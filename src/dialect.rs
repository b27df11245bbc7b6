//! Dialect descriptions: delimiter, quoting, escaping, and newline conventions.
//!
//! A [`Dialect`] is immutable once built and cheap to clone/share. Use one of
//! the presets ([`Dialect::rfc4180`], [`Dialect::excel`],
//! [`Dialect::excel_semicolon`], [`Dialect::tsv`], [`Dialect::json_csv`]) or
//! assemble a custom one with [`DialectBuilder`].

use serde::{Deserialize, Serialize};

use crate::error::{CsvError, CsvResult};

/// An immutable description of a delimiter-separated-text dialect.
///
/// Invariants (enforced by [`DialectBuilder::build`] and the
/// copy-with-modification methods):
///
/// - the newline sequence is non-empty
/// - the delimiter is neither CR nor LF
/// - the quote character (if any) is neither CR nor LF
/// - the delimiter and quote character differ
#[derive(Debug, Clone, PartialEq, Eq, Serialize, Deserialize)]
pub struct Dialect {
    delimiter: char,
    quote: Option<char>,
    escape: Option<char>,
    newline: String,
    always_quote: bool,
    double_quote: bool,
    allow_unescaped_quotes: bool,
    allow_unbalanced_quotes: bool,
    trim_unquoted: bool,
    skip_whitespace_around_quotes: bool,
}

impl Dialect {
    /// Strict RFC 4180: comma, double quote, `\n`, no escape character.
    ///
    /// Any character after a closing quote (other than delimiter/newline) is a
    /// parse error, and a bare quote inside an unquoted field is rejected.
    pub fn rfc4180() -> Self {
        Self {
            delimiter: ',',
            quote: Some('"'),
            escape: None,
            newline: "\n".to_string(),
            always_quote: false,
            double_quote: true,
            allow_unescaped_quotes: false,
            allow_unbalanced_quotes: false,
            trim_unquoted: false,
            skip_whitespace_around_quotes: false,
        }
    }

    /// Excel-style CSV: comma, double quote, `\r\n`.
    ///
    /// Lenient quoting: whitespace around quoted fields is skipped, and a
    /// quote that does not open a field is treated as a literal character.
    pub fn excel() -> Self {
        Self {
            delimiter: ',',
            quote: Some('"'),
            escape: None,
            newline: "\r\n".to_string(),
            always_quote: false,
            double_quote: true,
            allow_unescaped_quotes: true,
            allow_unbalanced_quotes: false,
            trim_unquoted: false,
            skip_whitespace_around_quotes: true,
        }
    }

    /// Excel-style CSV with `;` as the delimiter (common in locales where `,`
    /// is the decimal separator). Identical to [`Dialect::excel`] otherwise.
    pub fn excel_semicolon() -> Self {
        Self {
            delimiter: ';',
            ..Self::excel()
        }
    }

    /// Tab-separated values: tab delimiter, `\n`, no quoting or escaping at
    /// all. Cells containing tabs or newlines cannot be represented.
    pub fn tsv() -> Self {
        Self {
            delimiter: '\t',
            quote: None,
            escape: None,
            newline: "\n".to_string(),
            always_quote: false,
            double_quote: false,
            allow_unescaped_quotes: false,
            allow_unbalanced_quotes: false,
            trim_unquoted: false,
            skip_whitespace_around_quotes: false,
        }
    }

    /// Lenient "JSON-CSV": comma, double quote, `\n`, backslash escape,
    /// unescaped and unbalanced quotes tolerated.
    pub fn json_csv() -> Self {
        Self {
            delimiter: ',',
            quote: Some('"'),
            escape: Some('\\'),
            newline: "\n".to_string(),
            always_quote: false,
            double_quote: true,
            allow_unescaped_quotes: true,
            allow_unbalanced_quotes: true,
            trim_unquoted: false,
            skip_whitespace_around_quotes: false,
        }
    }

    /// Start building a custom dialect (defaults match [`Dialect::rfc4180`]).
    pub fn builder() -> DialectBuilder {
        DialectBuilder::default()
    }

    /// Field delimiter character.
    pub fn delimiter(&self) -> char {
        self.delimiter
    }

    /// Quote character, or `None` for quote-less dialects such as TSV.
    pub fn quote(&self) -> Option<char> {
        self.quote
    }

    /// Escape character, or `None` when the dialect has no escape mechanism.
    pub fn escape(&self) -> Option<char> {
        self.escape
    }

    /// Newline sequence written between output records.
    pub fn newline(&self) -> &str {
        &self.newline
    }

    /// Whether every output cell is quoted regardless of content.
    pub fn always_quote(&self) -> bool {
        self.always_quote
    }

    /// Whether a doubled quote inside a quoted field encodes one literal quote.
    pub fn double_quote(&self) -> bool {
        self.double_quote
    }

    /// Whether a quote character may appear literally inside an unquoted field
    /// (and whether text after a closing quote re-opens the field instead of
    /// failing).
    pub fn allow_unescaped_quotes(&self) -> bool {
        self.allow_unescaped_quotes
    }

    /// Whether an unterminated quoted field at end of input is tolerated.
    pub fn allow_unbalanced_quotes(&self) -> bool {
        self.allow_unbalanced_quotes
    }

    /// Whether unquoted fields are trimmed of surrounding whitespace.
    pub fn trim_unquoted(&self) -> bool {
        self.trim_unquoted
    }

    /// Whether spaces/tabs before an opening quote and after a closing quote
    /// are skipped.
    pub fn skip_whitespace_around_quotes(&self) -> bool {
        self.skip_whitespace_around_quotes
    }

    /// Return a copy with a different delimiter.
    pub fn with_delimiter(&self, delimiter: char) -> CsvResult<Self> {
        let mut d = self.clone();
        d.delimiter = delimiter;
        d.validate()?;
        Ok(d)
    }

    /// Return a copy with a different quote character (`None` disables
    /// quoting entirely).
    pub fn with_quote(&self, quote: Option<char>) -> CsvResult<Self> {
        let mut d = self.clone();
        d.quote = quote;
        d.validate()?;
        Ok(d)
    }

    /// Return a copy with a different newline sequence.
    pub fn with_newline(&self, newline: impl Into<String>) -> CsvResult<Self> {
        let mut d = self.clone();
        d.newline = newline.into();
        d.validate()?;
        Ok(d)
    }

    /// Return a copy with always-quote switched on or off.
    pub fn with_always_quote(&self, always_quote: bool) -> CsvResult<Self> {
        let mut d = self.clone();
        d.always_quote = always_quote;
        d.validate()?;
        Ok(d)
    }

    fn validate(&self) -> CsvResult<()> {
        if self.newline.is_empty() {
            return Err(CsvError::config("newline sequence must not be empty"));
        }
        if self.delimiter == '\r' || self.delimiter == '\n' {
            return Err(CsvError::config("delimiter must not be CR or LF"));
        }
        if let Some(q) = self.quote {
            if q == '\r' || q == '\n' {
                return Err(CsvError::config("quote character must not be CR or LF"));
            }
            if q == self.delimiter {
                return Err(CsvError::config(
                    "delimiter and quote character must differ",
                ));
            }
        }
        Ok(())
    }
}

/// Builder for custom [`Dialect`]s.
///
/// Fields default to the RFC 4180 preset; [`DialectBuilder::build`] validates
/// the dialect invariants and fails with [`CsvError::Config`] otherwise.
#[derive(Debug, Clone)]
pub struct DialectBuilder {
    dialect: Dialect,
}

impl Default for DialectBuilder {
    fn default() -> Self {
        Self {
            dialect: Dialect::rfc4180(),
        }
    }
}

impl DialectBuilder {
    pub fn delimiter(mut self, delimiter: char) -> Self {
        self.dialect.delimiter = delimiter;
        self
    }

    pub fn quote(mut self, quote: Option<char>) -> Self {
        self.dialect.quote = quote;
        self
    }

    pub fn escape(mut self, escape: Option<char>) -> Self {
        self.dialect.escape = escape;
        self
    }

    pub fn newline(mut self, newline: impl Into<String>) -> Self {
        self.dialect.newline = newline.into();
        self
    }

    pub fn always_quote(mut self, always_quote: bool) -> Self {
        self.dialect.always_quote = always_quote;
        self
    }

    pub fn double_quote(mut self, double_quote: bool) -> Self {
        self.dialect.double_quote = double_quote;
        self
    }

    pub fn allow_unescaped_quotes(mut self, allow: bool) -> Self {
        self.dialect.allow_unescaped_quotes = allow;
        self
    }

    pub fn allow_unbalanced_quotes(mut self, allow: bool) -> Self {
        self.dialect.allow_unbalanced_quotes = allow;
        self
    }

    pub fn trim_unquoted(mut self, trim: bool) -> Self {
        self.dialect.trim_unquoted = trim;
        self
    }

    pub fn skip_whitespace_around_quotes(mut self, skip: bool) -> Self {
        self.dialect.skip_whitespace_around_quotes = skip;
        self
    }

    /// Validate and freeze the dialect.
    pub fn build(self) -> CsvResult<Dialect> {
        self.dialect.validate()?;
        Ok(self.dialect)
    }
}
+--
▶ _Your goal_: The required answer is each line of the data in which the word "Debug" appears.

▶ _Written solution_:
#[derive(Debug, Clone, PartialEq, Eq, Serialize, Deserialize)]
#[derive(Debug, Clone)]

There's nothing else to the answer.